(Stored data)
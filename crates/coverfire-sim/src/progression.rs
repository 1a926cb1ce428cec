//! Combat progression controller.
//!
//! Moves the camera through an ordered list of rail stops. Each move lerps
//! the rail parameter over a fixed duration with the player forced out of
//! cover. On arrival the controller reports which wave to spawn, then waits
//! for that wave to clear before moving on. Running past the last stop
//! completes the encounter.
//!
//! The controller only tracks its own state. The engine owns the wave
//! manager and reacts to the returned `ProgressionEvent`s.

use tracing::{debug, info, warn};

use coverfire_core::constants::MIN_STOP_COUNT;
use coverfire_core::enums::ProgressionState;
use coverfire_core::error::ConfigError;
use coverfire_core::types::lerp;

use crate::cover::CoverState;

/// State edges reported by `ProgressionController::tick`.
#[derive(Debug, Clone, Copy, PartialEq, Eq)]
pub enum ProgressionEvent {
    /// Camera started moving toward `to_index`.
    TransitionStarted { from_index: usize, to_index: usize },
    /// Camera reached `stop_index`; `wave_index` should be spawned.
    Arrived { stop_index: usize, wave_index: usize },
    /// The last stop's wave cleared.
    Completed,
}

#[derive(Debug, Clone, Default)]
struct Transition {
    is_moving: bool,
    is_in_combat: bool,
    start_position: f64,
    end_position: f64,
    elapsed_secs: f64,
    total_secs: f64,
}

#[derive(Debug, Clone)]
pub struct ProgressionController {
    stops: Vec<f64>,
    move_duration_secs: f64,
    current_index: usize,
    position: f64,
    transition: Transition,
    started: bool,
    complete: bool,
}

impl ProgressionController {
    pub fn new(stops: Vec<f64>, move_duration_secs: f64) -> Result<Self, ConfigError> {
        if stops.len() < MIN_STOP_COUNT {
            return Err(ConfigError::TooFewStops {
                min: MIN_STOP_COUNT,
                found: stops.len(),
            });
        }
        if let Some(index) = stops.iter().position(|s| !s.is_finite()) {
            return Err(ConfigError::NonFiniteStop { index });
        }
        if move_duration_secs.is_nan() || move_duration_secs <= 0.0 {
            return Err(ConfigError::InvalidMoveDuration(move_duration_secs));
        }

        let position = stops[0];
        Ok(Self {
            stops,
            move_duration_secs,
            current_index: 0,
            position,
            transition: Transition {
                total_secs: move_duration_secs,
                ..Default::default()
            },
            started: false,
            complete: false,
        })
    }

    /// Snap to the pre-combat stop and begin moving toward stop 1.
    pub fn start(&mut self, cover: &mut CoverState) -> Option<ProgressionEvent> {
        if self.started {
            warn!("progression already started");
            return None;
        }
        self.started = true;
        self.position = self.stops[0];
        self.current_index = 1;
        if self.move_to_cover(1, cover) {
            Some(ProgressionEvent::TransitionStarted {
                from_index: 0,
                to_index: 1,
            })
        } else {
            None
        }
    }

    /// Begin a transition from the current position to stop `index`.
    /// Out-of-range indices are logged and ignored.
    pub fn move_to_cover(&mut self, index: usize, cover: &mut CoverState) -> bool {
        let Some(&end_position) = self.stops.get(index) else {
            warn!(
                index,
                stop_count = self.stops.len(),
                "cover stop index out of range"
            );
            return false;
        };

        self.current_index = index;
        self.transition = Transition {
            is_moving: true,
            is_in_combat: false,
            start_position: self.position,
            end_position,
            elapsed_secs: 0.0,
            total_secs: self.move_duration_secs,
        };
        cover.force_exposed();
        debug!(index, from = self.position, to = end_position, "moving to cover");
        true
    }

    /// Advance one tick. While moving, only the transition is advanced; the
    /// wave-clear flag is looked at only while parked in combat.
    pub fn tick(
        &mut self,
        dt: f64,
        wave_cleared: bool,
        cover: &mut CoverState,
    ) -> Option<ProgressionEvent> {
        if self.complete {
            return None;
        }

        if self.transition.is_moving {
            let t = &mut self.transition;
            t.elapsed_secs += dt.max(0.0);
            let progress = (t.elapsed_secs / t.total_secs).clamp(0.0, 1.0);
            self.position = lerp(t.start_position, t.end_position, progress);

            if progress >= 1.0 {
                t.is_moving = false;
                t.is_in_combat = true;
                self.position = t.end_position;
                cover.allow_control(true);
                info!(stop = self.current_index, "arrived at cover");
                return Some(ProgressionEvent::Arrived {
                    stop_index: self.current_index,
                    wave_index: self.current_index - 1,
                });
            }
            return None;
        }

        if self.transition.is_in_combat && wave_cleared {
            self.transition.is_in_combat = false;
            let from_index = self.current_index;
            self.current_index += 1;

            if self.current_index < self.stops.len() {
                let to_index = self.current_index;
                if self.move_to_cover(to_index, cover) {
                    return Some(ProgressionEvent::TransitionStarted {
                        from_index,
                        to_index,
                    });
                }
                return None;
            }

            self.complete = true;
            info!("all cover stops cleared");
            return Some(ProgressionEvent::Completed);
        }

        None
    }

    pub fn state(&self) -> ProgressionState {
        if self.complete {
            ProgressionState::Complete
        } else if self.transition.is_moving {
            ProgressionState::Transitioning
        } else if self.transition.is_in_combat {
            ProgressionState::InCombat
        } else {
            ProgressionState::Idle
        }
    }

    /// Combat is active while parked at a stop. Transitions are never combat.
    pub fn is_in_combat(&self) -> bool {
        self.transition.is_in_combat
    }

    pub fn is_moving(&self) -> bool {
        self.transition.is_moving
    }

    pub fn is_complete(&self) -> bool {
        self.complete
    }

    pub fn current_index(&self) -> usize {
        self.current_index
    }

    /// Current rail parameter.
    pub fn position(&self) -> f64 {
        self.position
    }

    pub fn stop_count(&self) -> usize {
        self.stops.len()
    }
}
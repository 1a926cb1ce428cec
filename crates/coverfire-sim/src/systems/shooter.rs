//! Enemy firing system.
//!
//! For every live shooter: refresh line of sight to the player, step the
//! firing cycle, and on a shot roll the outcome and spawn a projectile.

use glam::DVec3;
use hecs::World;
use rand_chacha::ChaCha8Rng;
use tracing::warn;

use coverfire_ai::ballistics::{solve_shot, MissOffsetRange, ShotSolution, TargetGeometry};
use coverfire_ai::fsm::{evaluate, ShooterContext};
use coverfire_ai::profiles::{get_profile, EnemyProfile};
use coverfire_core::components::{Combatant, Shooter};
use coverfire_core::enums::CombatantState;
use coverfire_core::events::GameEvent;
use coverfire_core::types::Position;
use coverfire_terrain::{has_line_of_sight, ObstacleField};

use crate::world_setup;

struct PendingShot {
    combatant_id: u32,
    muzzle: Position,
    solution: ShotSolution,
    profile: EnemyProfile,
}

pub fn run(
    world: &mut World,
    rng: &mut ChaCha8Rng,
    obstacles: &ObstacleField,
    target: &TargetGeometry,
    dt: f64,
    events: &mut Vec<GameEvent>,
) {
    let aim = target.aim_center();
    let mut pending = Vec::new();

    for (_entity, (pos, combatant, shooter)) in
        world.query_mut::<(&Position, &Combatant, &mut Shooter)>()
    {
        if combatant.state != CombatantState::Alive {
            continue;
        }

        let profile = get_profile(combatant.archetype);
        let muzzle = *pos + DVec3::Y * shooter.muzzle_height;
        shooter.has_line_of_sight = has_line_of_sight(obstacles, &muzzle, &aim);

        let update = evaluate(&ShooterContext {
            profile: &profile,
            hit_chance: shooter.hit_chance,
            fire_cooldown_secs: shooter.fire_cooldown_secs,
            exposed: shooter.has_line_of_sight,
            dt,
        });
        shooter.hit_chance = update.hit_chance;
        shooter.fire_cooldown_secs = update.fire_cooldown_secs;
        if !update.fire {
            continue;
        }

        let range = match MissOffsetRange::new(shooter.miss_offset_min, shooter.miss_offset_max) {
            Ok(range) => range,
            Err(err) => {
                warn!(id = combatant.id, %err, "shot skipped");
                continue;
            }
        };

        pending.push(PendingShot {
            combatant_id: combatant.id,
            muzzle,
            solution: solve_shot(rng, shooter.hit_chance, muzzle, target, &range),
            profile,
        });
    }

    for shot in pending {
        world_setup::spawn_projectile(world, shot.muzzle, &shot.solution, &shot.profile);
        events.push(GameEvent::ShotFired {
            combatant_id: shot.combatant_id,
            outcome: shot.solution.outcome,
        });
    }
}
//! Entity spawn factories for combatants and projectiles.

use hecs::{Entity, World};

use coverfire_ai::ballistics::{MissOffsetRange, ShotSolution};
use coverfire_ai::profiles::{get_profile, EnemyProfile};
use coverfire_core::components::*;
use coverfire_core::config::BossConfig;
use coverfire_core::constants::*;
use coverfire_core::enums::*;
use coverfire_core::types::Position;

/// Spawn a combatant at full health, ready to fire on the first tick.
pub fn spawn_combatant(
    world: &mut World,
    id: u32,
    archetype: EnemyArchetype,
    position: Position,
    tag: WaveTag,
    player_radius: f64,
) -> Entity {
    let profile = get_profile(archetype);

    world.spawn((
        position,
        fresh_combatant(id, archetype, profile.max_health),
        Hitbox { enabled: true },
        tag,
        primed_shooter(&profile, player_radius),
    ))
}

/// Spawn an armoured boss with id `id` and its weak points with the ids
/// that follow it. The boss shoots but only its weak points take fire.
pub fn spawn_boss(
    world: &mut World,
    id: u32,
    config: &BossConfig,
    tag: WaveTag,
    player_radius: f64,
) -> Entity {
    let profile = get_profile(EnemyArchetype::Boss);
    let boss = world.spawn((
        config.position,
        fresh_combatant(id, EnemyArchetype::Boss, config.health),
        Hitbox { enabled: false },
        tag,
        primed_shooter(&profile, player_radius),
    ));

    for (offset, &point) in config.weak_points.iter().enumerate() {
        world.spawn((
            point,
            fresh_combatant(
                id + 1 + offset as u32,
                EnemyArchetype::WeakPoint,
                config.weak_point_health,
            ),
            Hitbox { enabled: true },
            tag,
            WeakPoint {
                boss_id: id,
                respawn_delay_secs: config.respawn_delay_secs,
                respawn_timer_secs: 0.0,
            },
        ));
    }
    boss
}

fn fresh_combatant(id: u32, archetype: EnemyArchetype, health: i32) -> Combatant {
    Combatant {
        id,
        archetype,
        health,
        max_health: health,
        state: CombatantState::Alive,
        removal_timer_secs: 0.0,
    }
}

/// Shooter state primed to fire on the first tick. Miss offsets are sized
/// against the player collider.
fn primed_shooter(profile: &EnemyProfile, player_radius: f64) -> Shooter {
    let miss = MissOffsetRange::for_profile(profile, player_radius);
    Shooter {
        hit_chance: 0.0,
        fire_cooldown_secs: 0.0,
        miss_offset_min: miss.min(),
        miss_offset_max: miss.max(),
        muzzle_height: profile.muzzle_height,
        has_line_of_sight: false,
    }
}

/// Spawn a projectile leaving `muzzle` along a resolved shot.
pub fn spawn_projectile(
    world: &mut World,
    muzzle: Position,
    shot: &ShotSolution,
    profile: &EnemyProfile,
) -> Entity {
    world.spawn((
        muzzle,
        Projectile {
            direction: shot.direction,
            speed: profile.projectile_speed,
            radius: profile.projectile_radius,
            damage: profile.projectile_damage,
            intended_hit: shot.outcome == ShotOutcome::Hit,
            age_secs: 0.0,
            lifetime_secs: PROJECTILE_LIFETIME_SECS,
            spent: false,
        },
    ))
}
//! Per-shooter hit chance that builds while the player is exposed and
//! decays while the player is hidden.

use crate::profiles::EnemyProfile;

/// Fluctuating hit chance percentage, always within `[0, max_hit_chance]`.
#[derive(Debug, Clone, Copy, PartialEq)]
pub struct AccuracyTracker {
    value: f64,
    gain_rate: f64,
    loss_rate: f64,
    max_hit_chance: f64,
}

impl AccuracyTracker {
    /// New tracker starting at zero. The ceiling is clamped to 0..=100.
    pub fn new(gain_rate: f64, loss_rate: f64, max_hit_chance: f64) -> Self {
        Self {
            value: 0.0,
            gain_rate: gain_rate.abs(),
            loss_rate: loss_rate.abs(),
            max_hit_chance: max_hit_chance.clamp(0.0, 100.0),
        }
    }

    pub fn from_profile(profile: &EnemyProfile) -> Self {
        Self::new(
            profile.hit_chance_gain_rate,
            profile.hit_chance_loss_rate,
            profile.max_hit_chance,
        )
    }

    /// Resume from a stored value (clamped into range).
    pub fn with_value(mut self, value: f64) -> Self {
        self.value = self.clamp(value);
        self
    }

    pub fn value(&self) -> f64 {
        self.value
    }

    pub fn max_hit_chance(&self) -> f64 {
        self.max_hit_chance
    }

    /// Integrate one tick. Returns the new hit chance.
    pub fn update(&mut self, dt: f64, exposed: bool) -> f64 {
        if !dt.is_finite() || dt <= 0.0 {
            return self.value;
        }
        let rate = if exposed {
            self.gain_rate
        } else {
            -self.loss_rate
        };
        self.value = self.clamp(self.value + rate * dt);
        self.value
    }

    fn clamp(&self, value: f64) -> f64 {
        if value.is_nan() {
            return 0.0;
        }
        value.clamp(0.0, self.max_hit_chance)
    }
}
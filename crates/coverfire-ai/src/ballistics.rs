//! Shot resolution: hit/miss roll, aim point, and travel direction.
//!
//! A hit aims dead center on the target collider. A miss aims at a point
//! displaced horizontally from the center, at a distance drawn from the miss
//! range and a uniformly random angle. The aim point itself lies outside the
//! collider. The flight path is not checked, so an offset that falls along
//! the line of fire can still pass through the target.

use std::f64::consts::TAU;

use glam::DVec3;
use rand::Rng;
use thiserror::Error;

use coverfire_core::constants::MISS_OFFSET_FLOOR;
use coverfire_core::enums::ShotOutcome;
use coverfire_core::types::Position;

use crate::profiles::EnemyProfile;

#[derive(Error, Debug, Clone, PartialEq)]
pub enum BallisticsError {
    #[error("miss offset max ({max}) is below min ({min})")]
    InvertedMissRange { min: f64, max: f64 },

    #[error("miss offsets must be finite and non-negative")]
    InvalidMissRange,
}

/// Horizontal miss displacement bounds. `max >= min` always holds.
#[derive(Debug, Clone, Copy, PartialEq)]
pub struct MissOffsetRange {
    min: f64,
    max: f64,
}

impl MissOffsetRange {
    pub fn new(min: f64, max: f64) -> Result<Self, BallisticsError> {
        if !min.is_finite() || !max.is_finite() || min < 0.0 {
            return Err(BallisticsError::InvalidMissRange);
        }
        if max < min {
            return Err(BallisticsError::InvertedMissRange { min, max });
        }
        Ok(Self { min, max })
    }

    /// Derive the range from collider sizes: the closest miss clears the
    /// target and projectile radii plus `buffer`, the widest is `multiplier`
    /// times that. The minimum never drops below `MISS_OFFSET_FLOOR`.
    pub fn from_geometry(
        target_radius: f64,
        projectile_radius: f64,
        buffer: f64,
        multiplier: f64,
    ) -> Self {
        let min = (target_radius.max(0.0) + projectile_radius.max(0.0) + buffer.max(0.0))
            .max(MISS_OFFSET_FLOOR);
        let max = min * multiplier.max(1.0);
        Self { min, max }
    }

    pub fn for_profile(profile: &EnemyProfile, target_radius: f64) -> Self {
        Self::from_geometry(
            target_radius,
            profile.projectile_radius,
            profile.miss_buffer,
            profile.miss_range_multiplier,
        )
    }

    pub fn min(&self) -> f64 {
        self.min
    }

    pub fn max(&self) -> f64 {
        self.max
    }
}

/// Where the shooter can aim at the target.
#[derive(Debug, Clone, Copy, PartialEq)]
pub struct TargetGeometry {
    /// Target origin, always available.
    pub reference_point: Position,
    /// Collider center, when the collider could be resolved.
    pub collider_center: Option<Position>,
}

impl TargetGeometry {
    /// Collider center, falling back to the reference point.
    pub fn aim_center(&self) -> Position {
        self.collider_center.unwrap_or(self.reference_point)
    }
}

/// Fully resolved enemy shot.
#[derive(Debug, Clone, Copy, PartialEq)]
pub struct ShotSolution {
    pub outcome: ShotOutcome,
    pub aim_point: Position,
    /// Unit vector from the muzzle to the aim point.
    pub direction: Position,
}

/// A roll in `[0, 100)` hits when it does not exceed the hit chance.
pub fn is_hit(hit_chance: f64, roll: f64) -> bool {
    roll <= hit_chance
}

/// Horizontal displacement of `distance` at `angle` radians. Vertical is zero.
pub fn miss_offset(distance: f64, angle: f64) -> Position {
    DVec3::new(distance * angle.cos(), 0.0, distance * angle.sin())
}

/// Resolve a shot from a known roll, distance, and angle.
pub fn resolve_shot(
    hit_chance: f64,
    roll: f64,
    miss_distance: f64,
    miss_angle: f64,
    muzzle: Position,
    target: &TargetGeometry,
) -> ShotSolution {
    let center = target.aim_center();
    let (outcome, aim_point) = if is_hit(hit_chance, roll) {
        (ShotOutcome::Hit, center)
    } else {
        (
            ShotOutcome::Miss,
            center + miss_offset(miss_distance, miss_angle),
        )
    };

    ShotSolution {
        outcome,
        aim_point,
        direction: (aim_point - muzzle).normalize_or_zero(),
    }
}

/// Roll and resolve one shot.
pub fn solve_shot<R: Rng + ?Sized>(
    rng: &mut R,
    hit_chance: f64,
    muzzle: Position,
    target: &TargetGeometry,
    miss_range: &MissOffsetRange,
) -> ShotSolution {
    let roll = rng.gen_range(0.0..100.0);
    let miss_distance = rng.gen_range(miss_range.min()..=miss_range.max());
    let miss_angle = rng.gen_range(0.0..TAU);
    resolve_shot(hit_chance, roll, miss_distance, miss_angle, muzzle, target)
}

▶ [BRIEF]:
Looking at the records above, return exactly the lines from the line with "#[derive(Debug, Clone)]" to the line with "logged and ignored.", both ends included.

▶ [OUTPUT]:
#[derive(Debug, Clone)]
pub struct ProgressionController {
    stops: Vec<f64>,
    move_duration_secs: f64,
    current_index: usize,
    position: f64,
    transition: Transition,
    started: bool,
    complete: bool,
}

impl ProgressionController {
    pub fn new(stops: Vec<f64>, move_duration_secs: f64) -> Result<Self, ConfigError> {
        if stops.len() < MIN_STOP_COUNT {
            return Err(ConfigError::TooFewStops {
                min: MIN_STOP_COUNT,
                found: stops.len(),
            });
        }
        if let Some(index) = stops.iter().position(|s| !s.is_finite()) {
            return Err(ConfigError::NonFiniteStop { index });
        }
        if move_duration_secs.is_nan() || move_duration_secs <= 0.0 {
            return Err(ConfigError::InvalidMoveDuration(move_duration_secs));
        }

        let position = stops[0];
        Ok(Self {
            stops,
            move_duration_secs,
            current_index: 0,
            position,
            transition: Transition {
                total_secs: move_duration_secs,
                ..Default::default()
            },
            started: false,
            complete: false,
        })
    }

    /// Snap to the pre-combat stop and begin moving toward stop 1.
    pub fn start(&mut self, cover: &mut CoverState) -> Option<ProgressionEvent> {
        if self.started {
            warn!("progression already started");
            return None;
        }
        self.started = true;
        self.position = self.stops[0];
        self.current_index = 1;
        if self.move_to_cover(1, cover) {
            Some(ProgressionEvent::TransitionStarted {
                from_index: 0,
                to_index: 1,
            })
        } else {
            None
        }
    }

    /// Begin a transition from the current position to stop `index`.
    /// Out-of-range indices are logged and ignored.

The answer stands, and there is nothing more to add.